March 10, 1986 12:00 PM

Back in 1961 when she was 19, Barbra Streisand earned a meager $5 a night singing in bars and clubs around Manhattan. In a few months she will begin work on Nuts, her 14th movie, in the role of a prostitute. Her pay will exceed $5 million.

Although inflation like that would send most governments packing, Streisand’s lifetime earnings (nearly $100 million) have made her the highest paid—and perhaps most powerful—woman entertainer ever. Talent counts of course, and the singer’s gifts are formidable. But for Streisand, old-fashioned frugality and Flatbush Avenue savvy have provided much of the octane in her drive to the top.

Certainly she has long been mindful of money’s importance. Left fatherless at 15 months when her pa, a Brooklyn high school teacher, died of epilepsy, she grew up struggling. “We weren’t poor poor,” she said once. “We just never had anything.” By her teens she was already sure of her talent and assertive of her worth as a singer. On her first out-of-New York booking she read the opening night’s rave reviews, then immediately demanded a raise. A few years later, when filming on her third movie, On a Clear Day You Can See Forever, went into overtime, she tried something different. “We didn’t want to pay her more money,” says producer Howard Koch. “So we made a deal. She wanted a trailer we owned.
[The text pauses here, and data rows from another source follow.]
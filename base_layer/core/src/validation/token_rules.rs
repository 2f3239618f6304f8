// Copyright 2024. The Tari Project
//
// Redistribution and use in source and binary forms, with or without modification, are permitted provided that the
// following conditions are met:
//
// 1. Redistributions of source code must retain the above copyright notice, this list of conditions and the following
// disclaimer.
//
// 2. Redistributions in binary form must reproduce the above copyright notice, this list of conditions and the
// following disclaimer in the documentation and/or other materials provided with the distribution.
//
// 3. Neither the name of the copyright holder nor the names of its contributors may be used to endorse or promote
// products derived from this software without specific prior written permission.
//
// THIS SOFTWARE IS PROVIDED BY THE COPYRIGHT HOLDERS AND CONTRIBUTORS "AS IS" AND ANY EXPRESS OR IMPLIED WARRANTIES,
// INCLUDING, BUT NOT LIMITED TO, THE IMPLIED WARRANTIES OF MERCHANTABILITY AND FITNESS FOR A PARTICULAR PURPOSE ARE
// DISCLAIMED. IN NO EVENT SHALL THE COPYRIGHT HOLDER OR CONTRIBUTORS BE LIABLE FOR ANY DIRECT, INDIRECT, INCIDENTAL,
// SPECIAL, EXEMPLARY, OR CONSEQUENTIAL DAMAGES (INCLUDING, BUT NOT LIMITED TO, PROCUREMENT OF SUBSTITUTE GOODS OR
// SERVICES; LOSS OF USE, DATA, OR PROFITS; OR BUSINESS INTERRUPTION) HOWEVER CAUSED AND ON ANY THEORY OF LIABILITY,
// WHETHER IN CONTRACT, STRICT LIABILITY, OR TORT (INCLUDING NEGLIGENCE OR OTHERWISE) ARISING IN ANY WAY OUT OF THE
// USE OF THIS SOFTWARE, EVEN IF ADVISED OF THE POSSIBILITY OF SUCH DAMAGE.

use std::collections::{BTreeMap, HashMap};

use bitcann_common_types::token::{NftCapability, TokenCategory, MAX_COMMITMENT_LENGTH, MAX_FUNGIBLE_AMOUNT};
use log::*;

use crate::validation::{TransactionContext, ValidationError};

pub const LOG_TARGET: &str = "c::val::token_rules";

/// What the inputs of a transaction hold of one token category
#[derive(Debug, Default)]
struct CategoryInputs {
    fungible: u128,
    minting: usize,
    mutable: usize,
    // commitment -> number of immutable NFTs carrying it
    immutable: HashMap<Vec<u8>, usize>,
}

/// A new category can only be created by the first input, and only when it spends an output at index 0. The category
/// is the txid of that outpoint.
pub fn genesis_category(context: &TransactionContext<'_>) -> Option<TokenCategory> {
    context
        .transaction()
        .inputs
        .first()
        .filter(|input| input.outpoint.index == 0)
        .map(|input| TokenCategory::new(input.outpoint.txid))
}

/// Checks the token encoding of every output and that no output holds tokens its inputs could not have produced.
///
/// - fungible amounts are conserved per category, outputs may burn but never inflate
/// - a minting NFT input allows any NFT of its category in the outputs
/// - a mutable NFT input allows one NFT, mutable or immutable with any commitment
/// - an immutable NFT input can only be reproduced verbatim
/// - the genesis category is unrestricted
pub fn check_token_rules(context: &TransactionContext<'_>) -> Result<(), ValidationError> {
    let tx = context.transaction();
    for (index, output) in tx.outputs.iter().enumerate() {
        let token = match &output.token {
            Some(token) => token,
            None => continue,
        };
        if let Some(commitment) = token.commitment() {
            if commitment.len() > MAX_COMMITMENT_LENGTH {
                return Err(ValidationError::CommitmentTooLong {
                    index,
                    length: commitment.len(),
                    max: MAX_COMMITMENT_LENGTH,
                });
            }
        }
        if !token.is_nft() && token.amount == 0 {
            return Err(ValidationError::EmptyToken { index });
        }
        if token.amount > MAX_FUNGIBLE_AMOUNT {
            return Err(ValidationError::FungibleAmountTooLarge {
                index,
                amount: token.amount,
            });
        }
    }

    let mut available = BTreeMap::<TokenCategory, CategoryInputs>::new();
    for output in context.source_outputs() {
        if let Some(token) = &output.token {
            let entry = available.entry(token.category).or_default();
            entry.fungible += u128::from(token.amount);
            if let Some(nft) = &token.nft {
                match nft.capability {
                    NftCapability::Minting => entry.minting += 1,
                    NftCapability::Mutable => entry.mutable += 1,
                    NftCapability::None => *entry.immutable.entry(nft.commitment.clone()).or_default() += 1,
                }
            }
        }
    }

    let genesis = genesis_category(context);
    let mut produced = BTreeMap::<TokenCategory, u128>::new();
    // NFTs that could not be matched to an identical immutable input and need a mutable input's allowance
    let mut needs_mutable = BTreeMap::<TokenCategory, Vec<usize>>::new();
    for (index, output) in tx.outputs.iter().enumerate() {
        let token = match &output.token {
            Some(token) => token,
            None => continue,
        };
        if Some(token.category) == genesis {
            continue;
        }
        *produced.entry(token.category).or_default() += u128::from(token.amount);
        let nft = match &token.nft {
            Some(nft) => nft,
            None => continue,
        };
        let inputs = available.get_mut(&token.category);
        let unauthorized = ValidationError::UnauthorizedNft {
            index,
            category: token.category,
        };
        let inputs = match inputs {
            Some(inputs) => inputs,
            None => return Err(unauthorized),
        };
        if inputs.minting > 0 {
            continue;
        }
        match nft.capability {
            NftCapability::Minting => return Err(unauthorized),
            NftCapability::Mutable => needs_mutable.entry(token.category).or_default().push(index),
            NftCapability::None => match inputs.immutable.get_mut(&nft.commitment) {
                Some(count) if *count > 0 => *count -= 1,
                _ => needs_mutable.entry(token.category).or_default().push(index),
            },
        }
    }

    for (category, indexes) in needs_mutable {
        let allowance = available.get(&category).map(|inputs| inputs.mutable).unwrap_or_default();
        if let Some(index) = indexes.get(allowance) {
            debug!(
                target: LOG_TARGET,
                "Output {} needs a mutable input of {} but only {} are spent", index, category, allowance
            );
            return Err(ValidationError::UnauthorizedNft {
                index: *index,
                category,
            });
        }
    }

    for (category, outputs) in produced {
        let inputs = available.get(&category).map(|inputs| inputs.fungible).unwrap_or_default();
        if outputs > inputs {
            return Err(ValidationError::FungibleInflation {
                category,
                inputs,
                outputs,
            });
        }
    }
    Ok(())
}

#[cfg(test)]
mod test {
    use bitcann_common_types::{
        amount::Satoshis,
        token::TokenData,
        types::{Hash256, PubKeyHash},
    };
    use bitcann_script::LockingBytecode;

    use super::*;
    use crate::{
        chain_storage::Utxo,
        transactions::transaction_components::{
            OutPoint,
            Transaction,
            TransactionInput,
            TransactionOutput,
            UnlockingData,
        },
    };

    fn category() -> TokenCategory {
        TokenCategory::new(Hash256::new([5; 32]))
    }

    fn output(token: Option<TokenData>) -> TransactionOutput {
        let out = TransactionOutput::new(Satoshis(1000), LockingBytecode::p2pkh(&PubKeyHash::new([1; 20])));
        match token {
            Some(token) => out.with_token(token),
            None => out,
        }
    }

    fn check(inputs: Vec<Option<TokenData>>, outputs: Vec<Option<TokenData>>) -> Result<(), ValidationError> {
        let utxos = inputs
            .into_iter()
            .enumerate()
            .map(|(i, token)| Utxo::new(OutPoint::new(Hash256::new([7; 32]), i as u32 + 1), output(token), 0))
            .collect::<Vec<_>>();
        let tx = Transaction::new(
            utxos
                .iter()
                .map(|u| TransactionInput::new(u.outpoint, UnlockingData::p2pkh(PubKeyHash::new([1; 20]))))
                .collect(),
            outputs.into_iter().map(output).collect(),
        );
        let context = TransactionContext::new(&tx, utxos, 0).unwrap();
        check_token_rules(&context)
    }

    fn nft(capability: NftCapability, commitment: &[u8]) -> Option<TokenData> {
        Some(TokenData::nft(category(), capability, commitment.to_vec()))
    }

    #[test]
    fn fungible_tokens_can_be_burned_but_not_inflated() {
        let ft = |amount| Some(TokenData::fungible(category(), amount));
        check(vec![ft(10), ft(5)], vec![ft(15)]).unwrap();
        check(vec![ft(10)], vec![ft(4), None]).unwrap();
        assert!(matches!(
            check(vec![ft(10)], vec![ft(11)]),
            Err(ValidationError::FungibleInflation {
                inputs: 10,
                outputs: 11,
                ..
            })
        ));
    }

    #[test]
    fn immutable_nfts_are_only_reproduced_verbatim() {
        check(vec![nft(NftCapability::None, b"a")], vec![nft(NftCapability::None, b"a")]).unwrap();
        assert!(matches!(
            check(vec![nft(NftCapability::None, b"a")], vec![nft(NftCapability::None, b"b")]),
            Err(ValidationError::UnauthorizedNft { index: 0, .. })
        ));
        assert!(check(vec![nft(NftCapability::None, b"a")], vec![
            nft(NftCapability::None, b"a"),
            nft(NftCapability::None, b"a")
        ])
        .is_err());
    }

    #[test]
    fn a_mutable_nft_yields_at_most_one_nft() {
        check(vec![nft(NftCapability::Mutable, b"a")], vec![nft(NftCapability::Mutable, b"z")]).unwrap();
        check(vec![nft(NftCapability::Mutable, b"a")], vec![nft(NftCapability::None, b"z")]).unwrap();
        check(vec![nft(NftCapability::Mutable, b"a")], vec![None]).unwrap();
        assert!(matches!(
            check(vec![nft(NftCapability::Mutable, b"a")], vec![
                nft(NftCapability::Mutable, b"a"),
                nft(NftCapability::None, b"b")
            ]),
            Err(ValidationError::UnauthorizedNft { index: 1, .. })
        ));
        assert!(check(vec![nft(NftCapability::Mutable, b"a")], vec![nft(NftCapability::Minting, b"a")]).is_err());
    }

    #[test]
    fn a_minting_nft_allows_anything_of_its_category() {
        check(vec![nft(NftCapability::Minting, b"")], vec![
            nft(NftCapability::Minting, b""),
            nft(NftCapability::Mutable, b"x"),
            nft(NftCapability::None, b"y"),
            nft(NftCapability::None, b"y"),
        ])
        .unwrap();
    }

    #[test]
    fn token_encoding_limits() {
        assert!(matches!(
            check(vec![nft(NftCapability::Minting, b"")], vec![nft(NftCapability::None, &[0u8; 41])]),
            Err(ValidationError::CommitmentTooLong { length: 41, .. })
        ));
        assert!(matches!(
            check(vec![Some(TokenData::fungible(category(), 1))], vec![Some(TokenData::fungible(
                category(),
                0
            ))]),
            Err(ValidationError::EmptyToken { index: 0 })
        ));
    }

    #[test]
    fn the_genesis_category_is_unrestricted() {
        let utxo = Utxo::new(OutPoint::new(Hash256::new([8; 32]), 0), output(None), 0);
        let genesis = TokenCategory::new(utxo.outpoint.txid);
        let tx = Transaction::new(
            vec![TransactionInput::new(utxo.outpoint, UnlockingData::p2pkh(PubKeyHash::new([1; 20])))],
            vec![output(Some(TokenData::nft(genesis, NftCapability::Minting, vec![]).with_amount(1000)))],
        );
        let context = TransactionContext::new(&tx, vec![utxo.clone()], 0).unwrap();
        check_token_rules(&context).unwrap();
        assert_eq!(genesis_category(&context), Some(genesis));

        // an outpoint at another index cannot create a category
        let spend_index_one = Utxo::new(OutPoint::new(Hash256::new([8; 32]), 1), output(None), 0);
        let mut tx = tx;
        tx.inputs[0].outpoint = spend_index_one.outpoint;
        let context = TransactionContext::new(&tx, vec![spend_index_one], 0).unwrap();
        assert!(check_token_rules(&context).is_err());
    }
}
All the furniture. All the wardrobe she wore, and some stained glass windows.” Said Barbra later: “I made some real money on those windows. The studio rented them back from me for $500.”

As Streisand’s salary increased, so did her sense of economy. While starring on Broadway, she still clipped grocery coupons, kept track of supermarket sales and hitched rides to the theater to avoid cab fares. At Christmas she mailed out recycled cards with the original sender’s name crossed out and replaced with her own.

These days, despite a 1986 income estimated at $12 million from her films, her 42 albums and her many investments, Streisand is no less cost conscious. In shops she is a notorious haggler whose favorite opening line, according to one retailer, is: “What’s your best price, and what do I have to I do to get it?”

She is also a shrewd collector of art and antiques. “She must have over $2 million worth of the stuff sitting on the floor of Manhattan Storage,” says a friend. Her latest passion, American folk art, carried the star to a shopping spree in Manchester, Vt. last October, and one week later, wearing black Reeboks, she was in line again when the doors opened at the Fall Antiques Show in Manhattan. To house her new collection, Streisand built a barn on her 40-acre ranch in Malibu, a spread that includes five houses and a computer-controlled hot tub. Last fall Streisand sold another Malibu house to Sting for a reported $1 million.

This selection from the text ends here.